ACTIVITY:
Which lines of the entries contain the word "enum"? Please list them.

DATASET RECORDS:
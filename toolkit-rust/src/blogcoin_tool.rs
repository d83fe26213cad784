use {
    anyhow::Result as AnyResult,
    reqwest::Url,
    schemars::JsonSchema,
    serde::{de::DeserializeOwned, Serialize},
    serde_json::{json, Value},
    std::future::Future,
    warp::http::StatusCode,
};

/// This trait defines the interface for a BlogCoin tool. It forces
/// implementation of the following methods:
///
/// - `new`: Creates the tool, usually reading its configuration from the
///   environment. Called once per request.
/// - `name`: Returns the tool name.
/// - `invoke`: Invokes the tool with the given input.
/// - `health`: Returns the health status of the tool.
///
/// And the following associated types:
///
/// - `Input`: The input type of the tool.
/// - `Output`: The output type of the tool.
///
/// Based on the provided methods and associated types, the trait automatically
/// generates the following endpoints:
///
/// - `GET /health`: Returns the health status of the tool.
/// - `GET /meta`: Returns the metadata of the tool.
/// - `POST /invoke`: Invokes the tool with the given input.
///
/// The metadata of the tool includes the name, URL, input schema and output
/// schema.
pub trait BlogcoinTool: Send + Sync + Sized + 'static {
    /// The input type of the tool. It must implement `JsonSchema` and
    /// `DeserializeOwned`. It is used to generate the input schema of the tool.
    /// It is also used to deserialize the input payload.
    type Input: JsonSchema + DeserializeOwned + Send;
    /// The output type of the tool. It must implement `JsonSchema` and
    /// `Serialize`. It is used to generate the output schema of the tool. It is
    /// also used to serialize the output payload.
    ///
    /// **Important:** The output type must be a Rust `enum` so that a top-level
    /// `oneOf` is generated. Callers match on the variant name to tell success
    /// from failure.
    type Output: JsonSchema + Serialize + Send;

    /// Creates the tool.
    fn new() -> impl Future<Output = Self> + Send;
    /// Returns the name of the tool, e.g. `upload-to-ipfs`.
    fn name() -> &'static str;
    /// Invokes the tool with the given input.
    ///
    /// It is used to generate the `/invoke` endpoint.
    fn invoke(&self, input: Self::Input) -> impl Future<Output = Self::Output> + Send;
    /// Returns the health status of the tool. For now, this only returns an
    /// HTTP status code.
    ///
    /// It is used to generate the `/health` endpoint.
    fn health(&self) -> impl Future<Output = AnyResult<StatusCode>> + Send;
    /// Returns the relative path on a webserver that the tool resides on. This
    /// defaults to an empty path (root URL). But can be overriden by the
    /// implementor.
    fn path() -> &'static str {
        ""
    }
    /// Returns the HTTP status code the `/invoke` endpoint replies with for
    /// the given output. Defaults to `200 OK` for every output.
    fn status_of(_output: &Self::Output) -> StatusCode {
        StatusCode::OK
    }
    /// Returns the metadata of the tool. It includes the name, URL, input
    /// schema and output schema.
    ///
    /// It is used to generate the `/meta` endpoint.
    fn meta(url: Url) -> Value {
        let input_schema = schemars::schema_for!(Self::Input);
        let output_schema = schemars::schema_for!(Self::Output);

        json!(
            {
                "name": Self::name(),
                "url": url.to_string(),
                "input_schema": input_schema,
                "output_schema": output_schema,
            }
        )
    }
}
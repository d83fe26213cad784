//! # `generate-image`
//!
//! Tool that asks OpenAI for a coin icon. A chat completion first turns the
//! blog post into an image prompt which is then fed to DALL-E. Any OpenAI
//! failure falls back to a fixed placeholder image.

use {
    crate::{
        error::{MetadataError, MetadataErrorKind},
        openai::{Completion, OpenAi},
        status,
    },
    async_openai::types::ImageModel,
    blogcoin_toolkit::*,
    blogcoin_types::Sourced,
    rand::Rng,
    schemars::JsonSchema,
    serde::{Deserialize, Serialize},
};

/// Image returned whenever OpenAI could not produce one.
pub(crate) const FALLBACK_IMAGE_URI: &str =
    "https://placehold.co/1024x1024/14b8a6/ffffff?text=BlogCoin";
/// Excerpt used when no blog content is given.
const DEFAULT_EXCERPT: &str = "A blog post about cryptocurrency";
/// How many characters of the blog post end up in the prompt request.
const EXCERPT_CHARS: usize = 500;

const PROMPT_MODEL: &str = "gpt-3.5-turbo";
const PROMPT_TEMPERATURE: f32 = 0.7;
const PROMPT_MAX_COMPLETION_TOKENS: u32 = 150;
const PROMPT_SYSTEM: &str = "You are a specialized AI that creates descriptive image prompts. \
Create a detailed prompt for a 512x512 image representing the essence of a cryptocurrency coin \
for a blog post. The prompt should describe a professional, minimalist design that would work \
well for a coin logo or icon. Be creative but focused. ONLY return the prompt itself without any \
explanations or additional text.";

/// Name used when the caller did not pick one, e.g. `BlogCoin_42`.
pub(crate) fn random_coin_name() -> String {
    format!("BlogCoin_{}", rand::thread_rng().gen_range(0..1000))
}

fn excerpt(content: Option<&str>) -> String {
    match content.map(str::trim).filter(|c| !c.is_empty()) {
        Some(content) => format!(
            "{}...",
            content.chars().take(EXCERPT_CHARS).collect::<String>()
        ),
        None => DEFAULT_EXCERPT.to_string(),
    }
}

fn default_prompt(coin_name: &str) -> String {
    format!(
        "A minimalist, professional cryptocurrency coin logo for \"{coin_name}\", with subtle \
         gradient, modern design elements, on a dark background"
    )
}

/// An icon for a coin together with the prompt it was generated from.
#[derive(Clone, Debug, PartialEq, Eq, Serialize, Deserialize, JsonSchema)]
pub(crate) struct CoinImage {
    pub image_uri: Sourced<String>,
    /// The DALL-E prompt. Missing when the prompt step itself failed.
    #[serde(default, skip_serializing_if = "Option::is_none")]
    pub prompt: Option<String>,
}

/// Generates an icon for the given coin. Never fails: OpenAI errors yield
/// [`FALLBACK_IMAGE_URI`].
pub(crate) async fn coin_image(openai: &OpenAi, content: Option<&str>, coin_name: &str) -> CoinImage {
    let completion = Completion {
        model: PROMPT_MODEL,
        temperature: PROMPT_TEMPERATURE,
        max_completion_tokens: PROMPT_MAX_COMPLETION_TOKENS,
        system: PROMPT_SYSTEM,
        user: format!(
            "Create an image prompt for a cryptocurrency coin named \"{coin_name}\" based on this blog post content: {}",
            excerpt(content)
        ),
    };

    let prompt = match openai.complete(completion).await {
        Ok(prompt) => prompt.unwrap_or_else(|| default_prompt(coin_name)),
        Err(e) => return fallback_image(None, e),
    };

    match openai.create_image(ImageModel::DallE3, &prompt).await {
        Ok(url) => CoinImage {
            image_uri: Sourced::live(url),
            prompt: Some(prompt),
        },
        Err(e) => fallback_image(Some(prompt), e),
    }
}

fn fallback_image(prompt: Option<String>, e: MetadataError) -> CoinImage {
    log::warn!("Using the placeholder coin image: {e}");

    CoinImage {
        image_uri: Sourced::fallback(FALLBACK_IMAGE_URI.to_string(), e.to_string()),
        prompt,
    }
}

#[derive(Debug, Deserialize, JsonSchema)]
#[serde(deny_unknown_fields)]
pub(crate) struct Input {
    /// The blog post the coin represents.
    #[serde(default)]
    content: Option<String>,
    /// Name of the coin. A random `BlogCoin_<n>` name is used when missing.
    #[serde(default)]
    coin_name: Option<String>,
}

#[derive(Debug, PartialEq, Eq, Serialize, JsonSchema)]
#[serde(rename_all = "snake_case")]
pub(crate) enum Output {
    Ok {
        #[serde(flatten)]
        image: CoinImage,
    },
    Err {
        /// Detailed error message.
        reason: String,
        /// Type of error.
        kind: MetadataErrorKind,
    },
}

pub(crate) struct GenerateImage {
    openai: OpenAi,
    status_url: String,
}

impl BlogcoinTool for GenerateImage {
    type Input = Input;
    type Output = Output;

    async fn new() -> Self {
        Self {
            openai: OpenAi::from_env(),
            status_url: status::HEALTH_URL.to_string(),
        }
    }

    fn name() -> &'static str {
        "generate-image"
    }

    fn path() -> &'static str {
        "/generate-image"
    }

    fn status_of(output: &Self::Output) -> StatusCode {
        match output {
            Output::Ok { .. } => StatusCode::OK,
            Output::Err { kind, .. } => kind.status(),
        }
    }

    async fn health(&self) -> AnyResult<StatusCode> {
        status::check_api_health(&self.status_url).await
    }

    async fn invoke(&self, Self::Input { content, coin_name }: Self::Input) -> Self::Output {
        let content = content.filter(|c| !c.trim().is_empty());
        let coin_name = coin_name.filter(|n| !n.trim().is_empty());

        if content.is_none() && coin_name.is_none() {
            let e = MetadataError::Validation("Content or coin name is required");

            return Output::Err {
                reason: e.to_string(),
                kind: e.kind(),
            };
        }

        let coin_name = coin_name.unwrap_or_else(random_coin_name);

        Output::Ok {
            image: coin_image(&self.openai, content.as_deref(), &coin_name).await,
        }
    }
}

OUTPUT OF THE TASK:
    /// **Important:** The output type must be a Rust `enum` so that a top-level
pub(crate) enum Output {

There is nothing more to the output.